*Task prompt*: The word "GatekeeperError" appears in some lines of the listing below; report how many such lines there are, and nothing else.

*Recorded data*:
[Start of section]
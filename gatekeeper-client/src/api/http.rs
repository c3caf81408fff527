//! reqwest-backed transport

use async_trait::async_trait;
use gatekeeper_core::{ErrorContext, GatekeeperError, GatekeeperResult};
use serde_json::Value;
use std::sync::Arc;
use std::time::Instant;
use tracing::{debug, info, warn};

use super::{create_http_client, handle_response_error, ApiClientConfig, ApiRequest, Transport};
use crate::navigation::Navigator;
use crate::session::SessionProvider;

/// HTTP transport bound to one backend origin
pub struct HttpTransport {
    client: reqwest::Client,
    config: ApiClientConfig,
    session: Arc<dyn SessionProvider>,
    navigator: Arc<dyn Navigator>,
}

impl HttpTransport {
    pub fn new(
        config: ApiClientConfig,
        session: Arc<dyn SessionProvider>,
        navigator: Arc<dyn Navigator>,
    ) -> GatekeeperResult<Self> {
        let client = create_http_client(&config)?;

        info!("Created IAM transport for {}", config.base_url);

        Ok(Self {
            client,
            config,
            session,
            navigator,
        })
    }

    pub fn config(&self) -> &ApiClientConfig {
        &self.config
    }

    fn bearer_token(&self) -> Option<String> {
        match self.session.bearer_token() {
            Ok(token) => token,
            Err(e) => {
                warn!(error = %e, "Could not read stored session, sending request without credential");
                None
            }
        }
    }

    /// Drop every persisted session key and send the principal to the login route
    fn invalidate_session(&self) {
        if let Err(e) = self.session.clear_all() {
            e.log();
        }
        self.navigator.redirect_to_login();
    }
}

#[async_trait]
impl Transport for HttpTransport {
    async fn execute(&self, request: ApiRequest) -> GatekeeperResult<Value> {
        let url = self.config.url_for(&request.path);
        let started = Instant::now();

        let mut builder = self.client.request(request.method.into(), &url);
        if request.authenticated {
            if let Some(token) = self.bearer_token() {
                builder = builder.bearer_auth(token);
            }
        }
        if let Some(body) = &request.body {
            builder = builder.json(body);
        }

        let response = builder.send().await.map_err(|e| GatekeeperError::Network {
            message: e.to_string(),
            source: Some(Box::new(e)),
            context: ErrorContext::new("http_transport")
                .with_operation(&request.label())
                .with_suggestion("Check that the IAM backend is reachable"),
        })?;

        let status = response.status();
        debug!(
            method = %request.method,
            path = %request.path,
            status = status.as_u16(),
            elapsed_ms = started.elapsed().as_millis() as u64,
            "IAM request finished"
        );

        if !status.is_success() {
            let error = handle_response_error(response, &request).await;
            if error.is_authentication_failure() {
                self.invalidate_session();
            }
            return Err(error);
        }

        let body = response.text().await.map_err(|e| GatekeeperError::Network {
            message: format!("Failed to read response body: {}", e),
            source: Some(Box::new(e)),
            context: ErrorContext::new("http_transport").with_operation(&request.label()),
        })?;

        if body.trim().is_empty() {
            return Ok(Value::Null);
        }

        serde_json::from_str(&body).map_err(|e| GatekeeperError::Decode {
            endpoint: request.label(),
            message: e.to_string(),
            source: Some(Box::new(e)),
            context: ErrorContext::new("http_transport").with_operation("decode_body"),
        })
    }
}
[End of section]
*Answer space*: 4